Happy Artemis Day everybody! NASA preps its monster rocket for testing
Singing songs around the bonfire of billions and other stories
Roundup A fair bit happened in the world of space this week, with NASA showing off its mighty booster as Boeing looked set to end 2019 with a jaunt to the International Space Station.
The American space agency gifted card-makers with something new to flog this time next year, as it declared 9 December as "Artemis Day" by showing off the massive, and nearasdammit completed, core stage of its monster Space Launch System (SLS) rocket.
The 212-foot tall stage is the largest built at NASA's Michoud Assembly Facility since the heady days of Apollo and the Saturn V. The stage is now set to soon take a trip to the agency's Stennis Space Center via barge for final tests and, of course, that all-important Green Run.

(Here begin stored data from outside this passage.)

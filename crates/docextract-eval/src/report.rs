//! Result persistence and batch reporting.
//!
//! Each evaluated document is saved as `<name>.json` in a results directory.
//! A batch report aggregates every saved result into a markdown summary:
//!
//! - a per-document table of accuracy and verdict counts;
//! - mean, minimum and maximum accuracy across the batch;
//! - the invalid field paths of each document (first 20 shown).
//!
//! ```no_run
//! use docextract_eval::report::{generate_report, load_results};
//! use std::path::Path;
//!
//! # fn example() -> anyhow::Result<()> {
//! let results = load_results(Path::new("results/"))?;
//! println!("{}", generate_report(&results));
//! # Ok(())
//! # }
//! ```

// Clippy pedantic allows:
// - Averages use f64 from usize
#![allow(clippy::cast_precision_loss)]

use crate::pipeline::EvaluationResult;
use anyhow::{Context, Result};
use serde::{Deserialize, Serialize};
use std::fmt::Write;
use std::path::{Path, PathBuf};
use tracing::warn;

/// Invalid field paths listed per document before truncating.
const MAX_LISTED_INVALID: usize = 20;

/// Aggregate accuracy across a batch of evaluations.
#[derive(Debug, Clone, Default, PartialEq, Serialize, Deserialize)]
pub struct BatchSummary {
    /// Number of documents evaluated
    pub documents: usize,
    /// Mean accuracy (0.0-1.0)
    pub mean_accuracy: f64,
    /// Lowest document accuracy
    pub min_accuracy: f64,
    /// Highest document accuracy
    pub max_accuracy: f64,
    /// Documents where every compared field matched
    pub perfect_documents: usize,
}

impl BatchSummary {
    /// Summarise a batch. An empty batch yields all zeros.
    #[must_use = "computes batch summary"]
    pub fn from_results(results: &[EvaluationResult]) -> Self {
        if results.is_empty() {
            return Self::default();
        }

        let accuracies = results.iter().map(|r| r.comparison.accuracy);

        Self {
            documents: results.len(),
            mean_accuracy: accuracies.clone().sum::<f64>() / results.len() as f64,
            min_accuracy: accuracies.clone().fold(f64::INFINITY, f64::min),
            max_accuracy: accuracies.fold(f64::NEG_INFINITY, f64::max),
            perfect_documents: results.iter().filter(|r| r.comparison.is_perfect()).count(),
        }
    }
}

/// Generate a markdown report for a batch of evaluations.
#[must_use = "generates evaluation report"]
pub fn generate_report(results: &[EvaluationResult]) -> String {
    let mut report = String::new();
    let summary = BatchSummary::from_results(results);

    report.push_str("# Document Extraction Accuracy Report\n\n");
    let _ = writeln!(
        report,
        "Generated: {}\n",
        chrono::Local::now().format("%Y-%m-%d %H:%M:%S")
    );

    report.push_str("## Summary\n\n");
    report.push_str("| Document | Accuracy | Valid Fields | Invalid Fields |\n");
    report.push_str("|----------|----------|--------------|----------------|\n");

    for r in results {
        let _ = writeln!(
            report,
            "| {} | {:.1}% | {} | {} |",
            r.name,
            r.comparison.accuracy * 100.0,
            r.comparison.valid_keys.len(),
            r.comparison.invalid_keys.len()
        );
    }

    let _ = writeln!(report, "\n**Documents:** {}", summary.documents);
    let _ = writeln!(
        report,
        "**Average Accuracy:** {:.1}%",
        summary.mean_accuracy * 100.0
    );
    let _ = writeln!(
        report,
        "**Accuracy Range:** {:.1}% - {:.1}%",
        summary.min_accuracy * 100.0,
        summary.max_accuracy * 100.0
    );
    let _ = writeln!(
        report,
        "**Perfect Extractions:** {}/{}",
        summary.perfect_documents, summary.documents
    );

    let with_errors: Vec<_> = results
        .iter()
        .filter(|r| !r.comparison.invalid_keys.is_empty())
        .collect();

    if !with_errors.is_empty() {
        report.push_str("\n## Invalid Fields\n\n");

        for r in with_errors {
            let _ = writeln!(report, "### {}\n", r.name);
            for key in r.comparison.invalid_keys.iter().take(MAX_LISTED_INVALID) {
                let _ = writeln!(report, "- `{key}`");
            }
            let hidden = r
                .comparison
                .invalid_keys
                .len()
                .saturating_sub(MAX_LISTED_INVALID);
            if hidden > 0 {
                let _ = writeln!(report, "- ... and {hidden} more");
            }
            report.push('\n');
        }
    }

    report
}

/// Save an evaluation result as `<name>.json` in `output_dir`.
///
/// # Errors
///
/// Returns an error if the name is not a plain file name (empty, `.`, `..`,
/// or containing a path separator), or if the directory cannot be created or
/// the file written.
pub fn save_result(result: &EvaluationResult, output_dir: &Path) -> Result<PathBuf> {
    let name = result.name.as_str();
    if matches!(name, "" | "." | "..") || name.contains(['/', '\\', '\0']) {
        anyhow::bail!("Invalid result name {name:?}: must be a plain file name");
    }

    std::fs::create_dir_all(output_dir)
        .with_context(|| format!("Failed to create {}", output_dir.display()))?;

    let path = output_dir.join(format!("{name}.json"));
    let json = serde_json::to_string_pretty(result)?;
    std::fs::write(&path, json).with_context(|| format!("Failed to write {}", path.display()))?;
    Ok(path)
}

/// Load every saved evaluation result in `dir`, ordered by file name.
///
/// JSON files that are not evaluation results are skipped with a warning.
///
/// # Errors
///
/// Returns an error if the directory cannot be listed.
pub fn load_results(dir: &Path) -> Result<Vec<EvaluationResult>> {
    let mut paths: Vec<PathBuf> = std::fs::read_dir(dir)
        .with_context(|| format!("Failed to read results directory {}", dir.display()))?
        .filter_map(std::result::Result::ok)
        .map(|e| e.path())
        .filter(|p| p.extension().is_some_and(|e| e == "json"))
        .collect();
    paths.sort();

    let mut results = Vec::with_capacity(paths.len());
    for path in paths {
        let parsed = std::fs::read_to_string(&path)
            .map_err(anyhow::Error::from)
            .and_then(|json| Ok(serde_json::from_str::<EvaluationResult>(&json)?));
        match parsed {
            Ok(result) => results.push(result),
            Err(e) => warn!("Skipping {}: {}", path.display(), e),
        }
    }

    Ok(results)
}
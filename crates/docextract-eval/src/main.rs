//! Document Extraction Evaluation CLI
//!
//! Extract structured data from scanned documents with a vision model and
//! score it against expected values.

use anyhow::{Context, Result};
use clap::{Parser, Subcommand};
use docextract_eval::{
    images::load_images, report, ExtractionConfig, ExtractionRequest, Evaluator, VisionClient,
};
use serde_json::Value;
use std::path::{Path, PathBuf};
use tracing::info;

#[derive(Parser)]
#[command(name = "docextract-eval")]
#[command(about = "Vision-model document extraction and accuracy evaluation")]
struct Args {
    #[command(subcommand)]
    command: Command,
}

/// Prompt and sampling options shared by extraction commands
#[derive(clap::Args)]
struct PromptArgs {
    /// Directory of page images (one file per page, lexically ordered)
    #[arg(short, long)]
    images: PathBuf,

    /// File containing the system prompt
    #[arg(long)]
    system_prompt: PathBuf,

    /// File containing the extraction prompt and expected output format
    #[arg(long)]
    extraction_prompt: PathBuf,

    /// Sampling temperature (default: from EXTRACTION_TEMPERATURE or 0.1)
    #[arg(long)]
    temperature: Option<f64>,

    /// Top-p (default: from EXTRACTION_TOP_P or 0.1)
    #[arg(long)]
    top_p: Option<f64>,

    /// Model deployment (default: from EXTRACTION_MODEL_DEPLOYMENT or gpt-4o)
    #[arg(long)]
    deployment: Option<String>,
}

#[derive(Subcommand)]
enum Command {
    /// Score an extracted JSON document against the expected one
    Compare {
        /// Path to expected JSON
        #[arg(long)]
        expected: PathBuf,

        /// Path to actual (extracted) JSON
        #[arg(long)]
        actual: PathBuf,

        /// Write the comparison JSON here instead of stdout
        #[arg(short, long)]
        output: Option<PathBuf>,
    },

    /// Extract structured data from a document's page images
    Extract {
        #[command(flatten)]
        prompts: PromptArgs,

        /// Write the completion here instead of stdout
        #[arg(short, long)]
        output: Option<PathBuf>,
    },

    /// Extract a document and score it against expected values
    Evaluate {
        #[command(flatten)]
        prompts: PromptArgs,

        /// Path to expected JSON
        #[arg(long)]
        expected: PathBuf,

        /// Directory for the saved evaluation result
        #[arg(long, default_value = "results")]
        output_dir: PathBuf,
    },

    /// Print a markdown report over saved evaluation results
    Report {
        /// Directory of saved evaluation results
        #[arg(long, default_value = "results")]
        results_dir: PathBuf,
    },
}

#[tokio::main]
async fn main() -> Result<()> {
    // Initialize logging
    tracing_subscriber::fmt()
        .with_env_filter(
            tracing_subscriber::EnvFilter::from_default_env().add_directive(
                "docextract_eval=info"
                    .parse()
                    .expect("directive is compile-time constant"),
            ),
        )
        .init();

    let args = Args::parse();

    match args.command {
        Command::Compare {
            expected,
            actual,
            output,
        } => {
            compare(&expected, &actual, output.as_deref())?;
        }
        Command::Extract { prompts, output } => {
            extract(&prompts, output.as_deref()).await?;
        }
        Command::Evaluate {
            prompts,
            expected,
            output_dir,
        } => {
            evaluate(&prompts, &expected, &output_dir).await?;
        }
        Command::Report { results_dir } => {
            let results = report::load_results(&results_dir)?;
            info!("Loaded {} results", results.len());
            print!("{}", report::generate_report(&results));
        }
    }

    Ok(())
}

fn read_json(path: &Path) -> Result<Value> {
    let text = std::fs::read_to_string(path)
        .with_context(|| format!("Failed to read {}", path.display()))?;
    serde_json::from_str(&text).with_context(|| format!("Failed to parse {}", path.display()))
}

fn write_or_print(output: Option<&Path>, content: &str) -> Result<()> {
    match output {
        Some(path) => {
            std::fs::write(path, content)
                .with_context(|| format!("Failed to write {}", path.display()))?;
            info!("Saved to: {:?}", path);
        }
        None => println!("{content}"),
    }
    Ok(())
}

fn compare(expected_path: &Path, actual_path: &Path, output: Option<&Path>) -> Result<()> {
    let expected = read_json(expected_path)?;
    let actual = read_json(actual_path)?;

    let result = docextract_eval::compare(&expected, &actual)?;
    info!(
        "Accuracy: {:.1}% ({} valid, {} invalid)",
        result.accuracy * 100.0,
        result.valid_keys.len(),
        result.invalid_keys.len()
    );

    write_or_print(output, &serde_json::to_string_pretty(&result)?)
}

/// Build the client config and request from CLI arguments.
fn prepare(prompts: &PromptArgs) -> Result<(ExtractionConfig, ExtractionRequest)> {
    let mut config = ExtractionConfig::from_env();
    if let Some(deployment) = &prompts.deployment {
        config.deployment.clone_from(deployment);
    }

    let pages = load_images(&prompts.images)?;
    if pages.is_empty() {
        anyhow::bail!("No images found in {}", prompts.images.display());
    }
    info!("Loaded {} page image(s) from {:?}", pages.len(), prompts.images);

    let request = ExtractionRequest {
        system_prompt: std::fs::read_to_string(&prompts.system_prompt)
            .context("Failed to read system prompt")?,
        extraction_prompt: std::fs::read_to_string(&prompts.extraction_prompt)
            .context("Failed to read extraction prompt")?,
        temperature: prompts.temperature.unwrap_or(config.temperature),
        top_p: prompts.top_p.unwrap_or(config.top_p),
        image_uris: pages.iter().map(docextract_eval::PageImage::data_uri).collect(),
    };

    Ok((config, request))
}

async fn extract(prompts: &PromptArgs, output: Option<&Path>) -> Result<()> {
    let (config, request) = prepare(prompts)?;
    let client = VisionClient::new(config)?;

    let result = client.extract_document_data(&request).await?;
    info!(
        "{}: {}ms, {} prompt / {} completion tokens",
        result.model, result.latency_ms, result.prompt_tokens, result.completion_tokens
    );

    write_or_print(output, &result.content)
}

async fn evaluate(prompts: &PromptArgs, expected_path: &Path, output_dir: &Path) -> Result<()> {
    let expected = read_json(expected_path)?;
    let (config, request) = prepare(prompts)?;
    let evaluator = Evaluator::new(VisionClient::new(config)?);

    let name = prompts.images.file_name().map_or_else(
        || "document".to_string(),
        |n| n.to_string_lossy().to_string(),
    );

    let result = evaluator.run(&name, &request, &expected).await?;
    let path = report::save_result(&result, output_dir)?;
    info!("Saved evaluation to: {:?}", path);

    println!(
        "{}: {:.1}% accuracy ({} valid, {} invalid)",
        result.name,
        result.comparison.accuracy * 100.0,
        result.comparison.valid_keys.len(),
        result.comparison.invalid_keys.len()
    );

    Ok(())
}
//! Error types for structural accuracy scoring.
//!
//! Scoring itself is lenient: missing keys and mismatched shapes below the
//! root are bookkept as invalid field paths, never raised. The errors here
//! cover inputs that cannot be scored at all.
//!
//! # Examples
//!
//! ```
//! use docextract_core::{compare, ScoreError, Side};
//! use serde_json::json;
//!
//! let err = compare(&json!([1, 2]), &json!({})).unwrap_err();
//! match err {
//!     ScoreError::RootNotMapping { side, found } => {
//!         assert_eq!(side, Side::Expected);
//!         assert_eq!(found, "array");
//!     }
//!     other => panic!("unexpected error: {other}"),
//! }
//! ```

use std::fmt;
use thiserror::Error;

/// Which of the two documents an error refers to.
#[derive(Debug, Clone, Copy, PartialEq, Eq, Hash)]
pub enum Side {
    /// The ground-truth document.
    Expected,
    /// The extracted document under evaluation.
    Actual,
}

impl fmt::Display for Side {
    fn fmt(&self, f: &mut fmt::Formatter<'_>) -> fmt::Result {
        match self {
            Self::Expected => write!(f, "expected"),
            Self::Actual => write!(f, "actual"),
        }
    }
}

/// Errors that prevent a comparison from being scored.
#[derive(Error, Debug)]
pub enum ScoreError {
    /// The root of a document is not a JSON object.
    #[error("{side} document root must be an object, found {found}")]
    RootNotMapping {
        /// Document whose root is malformed
        side: Side,
        /// JSON type found at the root
        found: &'static str,
    },

    /// A document could not be parsed as JSON.
    #[error("{side} document is not valid JSON: {source}")]
    InvalidJson {
        /// Document that failed to parse
        side: Side,
        /// Underlying parser error
        #[source]
        source: serde_json::Error,
    },
}

/// Result type alias for scoring operations.
pub type Result<T> = std::result::Result<T, ScoreError>;
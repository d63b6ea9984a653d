//! Page image loading for vision extraction.
//!
//! Scanned documents are expected as one image per page in a directory, named
//! so that lexical order is page order (e.g. `invoice.pdf.Page-001.jpg`,
//! `invoice.pdf.Page-002.jpg`, ...). Each image is sent to the model as a
//! base64 `data:` URI.
//!
//! ```no_run
//! use docextract_eval::images::load_images;
//! use std::path::Path;
//!
//! # fn example() -> anyhow::Result<()> {
//! let pages = load_images(Path::new("scans/invoice"))?;
//! let uris: Vec<String> = pages.iter().map(|p| p.data_uri()).collect();
//! # Ok(())
//! # }
//! ```

use anyhow::{Context, Result};
use base64::Engine;
use std::path::Path;
use tracing::{debug, warn};

/// A page image ready to be sent to a vision model.
#[derive(Debug, Clone, PartialEq, Eq)]
pub struct PageImage {
    /// File name the image was loaded from
    pub file_name: String,
    /// MIME type detected from the image bytes (e.g. `image/jpeg`)
    pub content_type: String,
    /// Raw image bytes
    pub data: Vec<u8>,
}

impl PageImage {
    /// Build a page image, detecting its content type from magic bytes.
    ///
    /// Returns `None` when the bytes are not a recognised image format.
    #[must_use = "returns the page image if the bytes are an image"]
    pub fn from_bytes(file_name: impl Into<String>, data: Vec<u8>) -> Option<Self> {
        let kind = infer::get(&data)?;
        if !kind.mime_type().starts_with("image/") {
            return None;
        }

        Some(Self {
            file_name: file_name.into(),
            content_type: kind.mime_type().to_string(),
            data,
        })
    }

    /// Encode the image as a `data:<mime>;base64,<payload>` URI.
    #[must_use = "returns the encoded data URI"]
    pub fn data_uri(&self) -> String {
        let encoded = base64::engine::general_purpose::STANDARD.encode(&self.data);
        format!("data:{};base64,{encoded}", self.content_type)
    }

    /// Size in bytes.
    #[inline]
    #[must_use = "returns image size in bytes"]
    pub fn size(&self) -> usize {
        self.data.len()
    }
}

/// Load every image in `dir`, ordered by file name.
///
/// Non-image files are skipped. Files that cannot be read are logged and
/// skipped so one bad page does not abort the document.
///
/// # Errors
///
/// Returns an error if the directory cannot be listed.
pub fn load_images(dir: &Path) -> Result<Vec<PageImage>> {
    let mut paths: Vec<_> = std::fs::read_dir(dir)
        .with_context(|| format!("Failed to read image directory {}", dir.display()))?
        .filter_map(std::result::Result::ok)
        .map(|e| e.path())
        .filter(|p| p.is_file())
        .collect();
    paths.sort();

    let mut images = Vec::with_capacity(paths.len());
    for path in paths {
        let file_name = path
            .file_name()
            .map(|n| n.to_string_lossy().to_string())
            .unwrap_or_default();

        let data = match std::fs::read(&path) {
            Ok(data) => data,
            Err(e) => {
                warn!("Error loading image {}: {}", file_name, e);
                continue;
            }
        };

        match PageImage::from_bytes(file_name.clone(), data) {
            Some(image) => {
                debug!("Loaded {} ({}, {} KB)", file_name, image.content_type, image.size() / 1024);
                images.push(image);
            }
            None => debug!("Skipping non-image file {}", file_name),
        }
    }

    Ok(images)
}
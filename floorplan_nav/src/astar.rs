// Wall-averse A* over a `WalkGrid`.
//
// Standard A* with a `BinaryHeap` min-heap (reversed ordering). Scores,
// parents and the closed set live in `Vec`s indexed by the grid's flat cell
// index, so there is no hashing anywhere on the hot path.
//
// Each step to a neighbour costs its Euclidean length times a penalty that
// grows as the neighbour gets closer to a wall:
//
//     penalty = 2.0 - min(1.0, wall_distance * comfort_scale)
//
// so routes hug the middle of corridors instead of scraping door frames.
// The penalty never drops below 1, which keeps the Euclidean heuristic
// admissible.
//
// Open-set ties (equal f-score) are broken by a strictly increasing
// insertion sequence, first in first out. Expansion order is therefore a
// pure function of the grid.
//
// See also: `grid.rs` for the lattice, `synth.rs` which runs this for every
// door pair of a space and turns the result into graph edges.

use crate::grid::WalkGrid;
use crate::types::Point2;
use std::cmp::Ordering;
use std::collections::BinaryHeap;

/// Entry in the A* open set (min-heap via reversed ordering).
struct OpenEntry {
    cell: usize,
    f_score: f64,
    sequence: u64,
}

impl PartialEq for OpenEntry {
    fn eq(&self, other: &Self) -> bool {
        self.f_score.total_cmp(&other.f_score) == Ordering::Equal
            && self.sequence == other.sequence
    }
}

impl Eq for OpenEntry {}

impl PartialOrd for OpenEntry {
    fn partial_cmp(&self, other: &Self) -> Option<Ordering> {
        Some(self.cmp(other))
    }
}

impl Ord for OpenEntry {
    fn cmp(&self, other: &Self) -> Ordering {
        // Reversed for min-heap: smallest (f_score, sequence) is "greatest".
        other
            .f_score
            .total_cmp(&self.f_score)
            .then_with(|| other.sequence.cmp(&self.sequence))
    }
}

/// Step multiplier for entering a cell `wall_distance` away from the nearest
/// wall. 2.0 at the wall, 1.0 from `1 / comfort_scale` outward.
pub fn wall_penalty(wall_distance: f64, comfort_scale: f64) -> f64 {
    2.0 - (wall_distance * comfort_scale).min(1.0)
}

/// Cheapest wall-averse route between two cells, as cell-center points from
/// `start` to `goal` inclusive. Empty when the goal is unreachable or either
/// index is not a walkable cell.
pub fn find_path(grid: &WalkGrid, start: usize, goal: usize, comfort_scale: f64) -> Vec<Point2> {
    let (Some(start_cell), Some(goal_cell)) = (grid.cell(start), grid.cell(goal)) else {
        return Vec::new();
    };
    if start == goal {
        return vec![start_cell.point];
    }
    let goal_point = goal_cell.point;

    let n = grid.len();
    // g_score[cell] = cost of the cheapest known route from start to cell.
    let mut g_score = vec![f64::INFINITY; n];
    let mut came_from: Vec<Option<usize>> = vec![None; n];
    let mut closed = vec![false; n];
    let mut sequence = 0u64;

    g_score[start] = 0.0;
    let mut open = BinaryHeap::new();
    open.push(OpenEntry {
        cell: start,
        f_score: start_cell.point.distance(goal_point),
        sequence,
    });

    while let Some(current) = open.pop() {
        let ci = current.cell;
        if ci == goal {
            return reconstruct_path(grid, &came_from, start, goal);
        }
        if closed[ci] {
            continue;
        }
        closed[ci] = true;

        let Some(current_cell) = grid.cell(ci) else {
            continue;
        };
        let current_g = g_score[ci];

        for ni in grid.neighbors(ci) {
            if closed[ni] {
                continue;
            }
            let Some(neighbor) = grid.cell(ni) else {
                continue;
            };
            let step = current_cell.point.distance(neighbor.point)
                * wall_penalty(neighbor.wall_distance, comfort_scale);
            let tentative_g = current_g + step;
            if tentative_g < g_score[ni] {
                g_score[ni] = tentative_g;
                came_from[ni] = Some(ci);
                sequence += 1;
                open.push(OpenEntry {
                    cell: ni,
                    f_score: tentative_g + neighbor.point.distance(goal_point),
                    sequence,
                });
            }
        }
    }

    Vec::new()
}

/// Walk parent links back from `goal`.
fn reconstruct_path(
    grid: &WalkGrid,
    came_from: &[Option<usize>],
    start: usize,
    goal: usize,
) -> Vec<Point2> {
    let mut cells = vec![goal];
    let mut current = goal;
    while current != start {
        match came_from[current] {
            Some(prev) => {
                cells.push(prev);
                current = prev;
            }
            None => break,
        }
    }
    cells.reverse();
    cells
        .into_iter()
        .filter_map(|i| grid.cell(i).map(|c| c.point))
        .collect()
}

/// Sum of segment lengths along a polyline.
pub fn path_length(points: &[Point2]) -> f64 {
    points.windows(2).map(|w| w[0].distance(w[1])).sum()
}

#[cfg(test)]
mod tests {
    use super::*;
    use crate::geometry::{Footprint, rect};

    fn grid_for(outer: Vec<Point2>, holes: Vec<Vec<Point2>>, step: f64) -> WalkGrid {
        let fp = Footprint::new(outer, holes);
        WalkGrid::build(&fp, fp.bbox(), step)
    }

    #[test]
    fn penalty_bounds() {
        assert_eq!(wall_penalty(0.0, 1.0), 2.0);
        assert_eq!(wall_penalty(0.5, 1.0), 1.5);
        assert_eq!(wall_penalty(10.0, 1.0), 1.0);
    }

    #[test]
    fn open_entries_pop_lowest_f_then_oldest() {
        let mut heap = BinaryHeap::new();
        heap.push(OpenEntry {
            cell: 1,
            f_score: 2.0,
            sequence: 0,
        });
        heap.push(OpenEntry {
            cell: 2,
            f_score: 1.0,
            sequence: 2,
        });
        heap.push(OpenEntry {
            cell: 3,
            f_score: 1.0,
            sequence: 1,
        });
        let order: Vec<usize> = std::iter::from_fn(|| heap.pop().map(|e| e.cell)).collect();
        assert_eq!(order, vec![3, 2, 1]);
    }

    #[test]
    fn open_room_path_is_at_least_straight_line() {
        let grid = grid_for(rect(0.0, 0.0, 10.0, 6.0), Vec::new(), 0.5);
        let start = grid.nearest_cell(Point2::new(0.0, 0.0)).unwrap();
        let goal = grid.nearest_cell(Point2::new(10.0, 6.0)).unwrap();
        let path = find_path(&grid, start, goal, 1.0 / 1.1);

        let a = grid.cell(start).unwrap().point;
        let b = grid.cell(goal).unwrap().point;
        assert_eq!(path.first(), Some(&a));
        assert_eq!(path.last(), Some(&b));
        let straight = a.distance(b);
        let length = path_length(&path);
        assert!(length >= straight - 1e-9);
        // Penalty is at most 2x and an octile route is within 1.09x of straight.
        assert!(length <= 2.5 * straight, "{length} vs {straight}");
        // Consecutive points are lattice neighbours.
        for w in path.windows(2) {
            assert!(w[0].distance(w[1]) <= 0.5 * 2f64.sqrt() + 1e-9);
        }
    }

    #[test]
    fn wall_hugging_is_avoided() {
        // Straight along the wall is shorter, but a centered route is cheaper.
        let grid = grid_for(rect(0.0, 0.0, 20.0, 6.0), Vec::new(), 0.5);
        let start = grid.nearest_cell(Point2::new(2.0, 0.5)).unwrap();
        let goal = grid.nearest_cell(Point2::new(18.0, 0.5)).unwrap();
        let path = find_path(&grid, start, goal, 1.0 / 1.1);
        let max_y = path.iter().map(|p| p.y).fold(f64::MIN, f64::max);
        assert!(max_y >= 1.0, "path never left the wall: {max_y}");
    }

    #[test]
    fn blocked_room_has_no_path() {
        // A hole spanning the full height splits the room in two.
        let grid = grid_for(
            rect(0.0, 0.0, 10.0, 6.0),
            vec![rect(4.0, -1.0, 6.0, 7.0)],
            0.5,
        );
        let start = grid.nearest_cell(Point2::new(0.0, 3.0)).unwrap();
        let goal = grid.nearest_cell(Point2::new(10.0, 3.0)).unwrap();
        assert!(find_path(&grid, start, goal, 1.0).is_empty());
    }

    #[test]
    fn same_cell_is_a_single_point() {
        let grid = grid_for(rect(0.0, 0.0, 4.0, 4.0), Vec::new(), 1.0);
        let c = grid.index(2, 2).unwrap();
        assert_eq!(find_path(&grid, c, c, 1.0), vec![Point2::new(2.0, 2.0)]);
    }

    #[test]
    fn non_walkable_endpoints_yield_nothing() {
        let grid = grid_for(rect(0.0, 0.0, 4.0, 4.0), Vec::new(), 1.0);
        let wall = grid.index(0, 0).unwrap();
        let inside = grid.index(2, 2).unwrap();
        assert!(find_path(&grid, wall, inside, 1.0).is_empty());
    }

    #[test]
    fn identical_inputs_identical_paths() {
        let grid = grid_for(
            rect(0.0, 0.0, 12.0, 12.0),
            vec![rect(5.0, 5.0, 7.0, 7.0)],
            0.5,
        );
        let start = grid.nearest_cell(Point2::new(0.0, 0.0)).unwrap();
        let goal = grid.nearest_cell(Point2::new(12.0, 12.0)).unwrap();
        assert_eq!(
            find_path(&grid, start, goal, 1.0),
            find_path(&grid, start, goal, 1.0)
        );
    }
}
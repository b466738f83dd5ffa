// floorplan_nav: indoor navigation graph generation.
//
// Takes the rooms, stairs and doors of a multi-floor building (GeoJSON-shaped
// features, one `level` per feature) and produces a weighted navigation
// graph: one vertex per door and stair anchor, one edge per walkable route
// between two doors of the same space, zero-weight edges up and down stair
// shafts. Edges carry the simplified polyline a client can draw.
//
// Module overview:
// - `building.rs`:   Building pipeline: stage ordering, BuildSummary, `generate_nav_graph`.
// - `feature.rs`:    Input features and their classification (door / stair / room / broken).
// - `space.rs`:      Space (room or stair) and Door, with their constructors.
// - `geometry.rs`:   Point/ring helpers, BoundingBox, Footprint (polygon with holes).
// - `resolve.rs`:    Overlap removal between same-floor spaces (geo boolean ops).
// - `linker.rs`:     Door-to-space attachment by outline distance.
// - `grid.rs`:       Per-space walkability lattice with cached wall distances.
// - `astar.rs`:      Wall-averse A* over a WalkGrid.
// - `simplify.rs`:   Collinear removal + seeded shortcutting of grid routes.
// - `synth.rs`:      Per-space all-door-pairs path synthesis.
// - `stairs.rs`:     Stair linking across adjacent floors.
// - `graph.rs`:      NavGraph, pruning, normalization, interchange export.
// - `projection.rs`: Coordinate frames and the flat-earth normalizer.
// - `config.rs`:     NavConfig (meters, JSON) and ResolvedParams (working units).
// - `error.rs`:      NavError.
// - `prng`:          Re-exported from `floorplan_nav_prng`: xoshiro256++ with SplitMix64 seeding.
// - `types.rs`:      Point2, Level, and the id newtypes.
//
// **Critical constraint: determinism.** The same features and config always
// produce the same graph, byte for byte. No `HashMap`, no system time, no OS
// entropy. Use `BTreeMap` for ordered collections.

pub mod astar;
pub mod building;
pub mod config;
pub mod error;
pub mod feature;
pub mod geometry;
pub mod graph;
pub mod grid;
pub mod linker;
pub use floorplan_nav_prng as prng;
pub mod projection;
pub mod resolve;
pub mod simplify;
pub mod space;
pub mod stairs;
pub mod synth;
pub mod types;

pub use building::{Building, BuildStage, BuildSummary, generate_nav_graph};
pub use config::NavConfig;
pub use error::NavError;
pub use feature::{Feature, FeatureCollection};
pub use graph::{GraphExport, NavGraph};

The Green Run will be quite something to behold, as the core stage will be mounted in the B-2 test stand and fired up for the first time. The tests will verify that all the plumbing, electronics and machinery works as expected ahead of running all four of the RS-25 engines.
The RS-25 engine is, of course, what launched 135 Space Shuttle missions, and NASA had 16 suitable units left over after the Shuttle programme was terminated. While the powerplant ran at up to 104.5 per cent of power during a Shuttle launch, the SLS requires 111 per cent. Last year, engineers coaxed 113 per cent of operating power for 430 seconds of a 510-second test.
Unlike the days of the Space Shuttle, those engines are destined for a watery grave, just like the Saturn V stages of old.
Eventually, the Green Run testing will see all four engines run for the full eight minutes of a simulated launch, giving NASA confidence that the stage will perform as required when it finally reaches the launchpad. The rocket will send the first uncrewed Orion capsule beyond the Moon on a three week mission to shake down system ahead of the first crewed launch on Artemis II.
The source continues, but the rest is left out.